Reading is an experience that some choose to share

January 18, 2004|by KATE COLEMAN

Reading a book is something you can do almost anywhere, almost anytime. You can read a book on a park bench, in a doctor's office waiting room, in bed, curled up in your favorite chair by the fireside.

You can gain practical information from books. You can read to experience distant lands, fantasy worlds or romance. A book can make you laugh or cry.

Reading is something you can do by yourself, or you can join a club. Book clubs come in different shapes and sizes, but the common something is the sharing of thoughts and ideas - and the sharing of books.


Jonna Mendez has been a member of The Frog Eye Society Ladies Book Club for four or five years.

"It had always been my dream to be in a book club," she says.

She became involved when a neighbor knocked on her door and asked her to join. The club name came about because all the members - about seven or eight - have some connection to Frog Eye Road in southern Washington County's Pleasant Valley.

Club members have different backgrounds, and the club reads "all kinds of books," Mendez says. There's an antique dealer and a member who directs pharmaceutical clinical trials. Mendez, a photographer and author, is retired from 27 years of service in the Central Intelligence Agency.

The group meets monthly, rotating the location among the members' homes. They read all kinds of books - each proposed by individual members - the list reviewed and updated every few months.

The person who "sponsors" a book leads the discussion about it. There's just one rule. "Only one person can speak at a time," Mendez says.

The group recently read a double feature: "The Hours," a novel about Virginia Woolf, and Woolf's book "Mrs. Dalloway."

The Frog Eye Society Ladies sometimes plan field trips around the books they read. They read Nancy Rubin's "American Empress : The Life and Times of Marjorie Merriweather Post" and visited Hillwood Museum and Gardens, her Washington, D.C., estate. They are reading Adam Gopnik's "Paris to the Moon" and are thinking

There are bigger book clubs.

Washington County Free Library signed on to an online book club service a little more than a year ago, says Kathleen O'Connell, assistant director.

There are 11 "book clubs," each covering a different genre - nonfiction, horror, "good news," science fiction, teen, business and audio books.

The 213 local members receive a daily e-mail selection, which takes about five minutes to read. By the end of the week, they'll have a few chapters. If they like the sample, they can check out the book from the library.

And Joseph Berger, a reference librarian at Washington County Free Library, recently launched another book club of sorts. The new book discussion program is called BookShare and will have "live" meetings - different dates for different genres - at the downtown Hagerstown central library on the second Tuesday of each month.

Those unable to attend the meetings can share comments about their favorite books by e-mail. Berger plans a newsletter and hopes to expand BookShare discussions to each of the library's branches.

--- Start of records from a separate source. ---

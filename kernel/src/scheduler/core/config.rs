//! Scheduler configuration
//!
//! Boot-time constants consumed by the scheduler core. The policy is chosen
//! once, when the configuration is built, and never re-parsed on the hot path.

use core::str::FromStr;

use super::error::{SchedulerError, SchedulerResult};

/// Default number of priority levels
pub const DEFAULT_LEVELS: usize = 3;

/// Default shared budget of one level (ticks)
pub const DEFAULT_LEVEL_QUANTUM: i32 = 10;

/// Default budget of one process (ticks)
pub const DEFAULT_PROC_QUANTUM: i32 = 4;

/// Level a plain `fork` starts from
pub const DEFAULT_STARTING_LEVEL: usize = 0;

/// Process table size
pub const NPROC: usize = 64;

/// Maximum number of CPUs
pub const NCPU: usize = 8;

/// Scheduling policy selector
#[derive(Debug, Clone, Copy, PartialEq, Eq, Hash, Default)]
#[repr(u32)]
pub enum SchedulingPolicy {
    /// Plain scan over the process table, no run queues
    Fifo = 0,
    /// Single run queue, quantum reset on every requeue
    RoundRobin = 1,
    /// Multi-level feedback with active and expired sets
    #[default]
    Mqss = 2,
}

impl SchedulingPolicy {
    /// Does this policy keep run queues?
    pub fn uses_queues(&self) -> bool {
        !matches!(self, Self::Fifo)
    }

    /// Short name used in dumps and logs
    pub fn name(&self) -> &'static str {
        match self {
            Self::Fifo => "FIFO",
            Self::RoundRobin => "RR",
            Self::Mqss => "MQSS",
        }
    }
}

impl FromStr for SchedulingPolicy {
    type Err = SchedulerError;

    /// Prefix match: `MQSS...` and `RR...` select the queue policies,
    /// anything else falls back to the table scan.
    fn from_str(s: &str) -> Result<Self, Self::Err> {
        let s = s.trim();
        if s.starts_with("MQSS") {
            Ok(Self::Mqss)
        } else if s.starts_with("RR") {
            Ok(Self::RoundRobin)
        } else {
            Ok(Self::Fifo)
        }
    }
}

/// Scheduler configuration
#[derive(Debug, Clone, Copy, PartialEq, Eq)]
pub struct SchedConfig {
    /// Scheduling policy
    pub policy: SchedulingPolicy,

    /// Number of priority levels (1 = round robin)
    pub levels: usize,

    /// Budget shared by all active occupants of one level
    pub level_quantum: i32,

    /// Budget of one process per dispatch
    pub proc_quantum: i32,

    /// Home level of processes created without explicit priority
    pub starting_level: usize,

    /// Process table size
    pub max_procs: usize,

    /// Number of CPUs running a dispatch loop
    pub ncpu: usize,
}

impl SchedConfig {
    /// Multi-level feedback defaults
    pub const fn mqss() -> Self {
        Self {
            policy: SchedulingPolicy::Mqss,
            levels: DEFAULT_LEVELS,
            level_quantum: DEFAULT_LEVEL_QUANTUM,
            proc_quantum: DEFAULT_PROC_QUANTUM,
            starting_level: DEFAULT_STARTING_LEVEL,
            max_procs: NPROC,
            ncpu: NCPU,
        }
    }

    /// Single-queue round robin
    pub const fn round_robin() -> Self {
        Self {
            policy: SchedulingPolicy::RoundRobin,
            levels: 1,
            starting_level: 0,
            ..Self::mqss()
        }
    }

    /// Table scan without queues
    pub const fn fifo() -> Self {
        Self {
            policy: SchedulingPolicy::Fifo,
            levels: 1,
            starting_level: 0,
            ..Self::mqss()
        }
    }

    /// Builder-style level count
    pub const fn with_levels(mut self, levels: usize) -> Self {
        self.levels = levels;
        self
    }

    /// Builder-style quantums
    pub const fn with_quantums(mut self, level_quantum: i32, proc_quantum: i32) -> Self {
        self.level_quantum = level_quantum;
        self.proc_quantum = proc_quantum;
        self
    }

    /// Builder-style starting level
    pub const fn with_starting_level(mut self, level: usize) -> Self {
        self.starting_level = level;
        self
    }

    /// Builder-style table and CPU sizes
    pub const fn with_capacity(mut self, max_procs: usize, ncpu: usize) -> Self {
        self.max_procs = max_procs;
        self.ncpu = ncpu;
        self
    }

    /// Policy actually executed: MQSS with a single level degenerates to
    /// round robin.
    pub fn effective_policy(&self) -> SchedulingPolicy {
        match self.policy {
            SchedulingPolicy::Mqss if self.levels == 1 => SchedulingPolicy::RoundRobin,
            policy => policy,
        }
    }

    /// Validate parameters
    pub fn validate(&self) -> SchedulerResult<()> {
        let reason = if self.levels == 0 {
            Some("levels must be at least 1")
        } else if self.level_quantum <= 0 {
            Some("level quantum must be positive")
        } else if self.proc_quantum <= 0 {
            Some("process quantum must be positive")
        } else if self.starting_level >= self.levels {
            Some("starting level must be below levels")
        } else if self.max_procs == 0 {
            Some("process table cannot be empty")
        } else if self.ncpu == 0 {
            Some("at least one CPU is required")
        } else if self.policy == SchedulingPolicy::RoundRobin && self.levels != 1 {
            Some("round robin runs on a single level")
        } else {
            None
        };

        match reason {
            Some(reason) => Err(SchedulerError::InvalidConfig { reason }),
            None => Ok(()),
        }
    }

    /// Parse `key=value` boot arguments on top of the MQSS defaults.
    ///
    /// Recognized keys: `sched`, `levels`, `level_quantum`, `proc_quantum`,
    /// `start_level`, `nproc`, `ncpu`. Unknown keys belong to other
    /// subsystems and are ignored. Selecting `sched=RR` or `sched=FIFO`
    /// forces a single level unless `levels` is given explicitly.
    pub fn from_boot_args(args: &str) -> SchedulerResult<Self> {
        let mut config = Self::mqss();
        let mut levels_given = false;

        for arg in args.split_whitespace() {
            let Some((key, value)) = arg.split_once('=') else {
                continue;
            };
            match key {
                "sched" => config.policy = value.parse()?,
                "levels" => {
                    config.levels = parse_number(value)?;
                    levels_given = true;
                }
                "level_quantum" => config.level_quantum = parse_number(value)?,
                "proc_quantum" => config.proc_quantum = parse_number(value)?,
                "start_level" => config.starting_level = parse_number(value)?,
                "nproc" => config.max_procs = parse_number(value)?,
                "ncpu" => config.ncpu = parse_number(value)?,
                _ => {}
            }
        }

        if !levels_given && config.policy != SchedulingPolicy::Mqss {
            config.levels = 1;
            config.starting_level = 0;
        }

        config.validate()?;
        Ok(config)
    }
}

impl Default for SchedConfig {
    fn default() -> Self {
        Self::mqss()
    }
}

fn parse_number<T: FromStr>(value: &str) -> SchedulerResult<T> {
    value
        .parse()
        .map_err(|_| SchedulerError::InvalidConfig { reason: "malformed number in boot arguments" })
}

Oprah Winfrey says she's on a mission to make the reading club she started with her television talk show "the biggest book club in the world," according to

She's well on her way. The club, joinable online, has nearly 200,000 members, according to the Web site. Membership is free and includes "in-depth, interactive information about each book and expert study guides to make discussions more meaningful."

You get so many things out of talking about books, says Maureen Ferguson, who's been one of eight to 14 members of a Hagerstown book club for 14 years.

"We try to vary the books," she says. Sometimes the group revisits books they read years ago. They include books about philosophy, and a recent selection, Dan Brown's "The Da Vinci Code," loaded with references to history, religion and symbolism, sparked some animated discussions.

Talking about a book provides a different way of looking at things, Ferguson says.

Jody Long, a member of the club Ferguson is in, hosted the most recent meeting of the group. She cites several reasons for her involvement. They include motivation to read, sharing books and ideas, intellectual stimulation, opening up areas for further study and research.

"The discussion is subjective," Long says. "Each person brings unique experience to the book."

That experience is shared in a book club.

Long has a couple of other reasons for her book club membership - fellowship and friendship.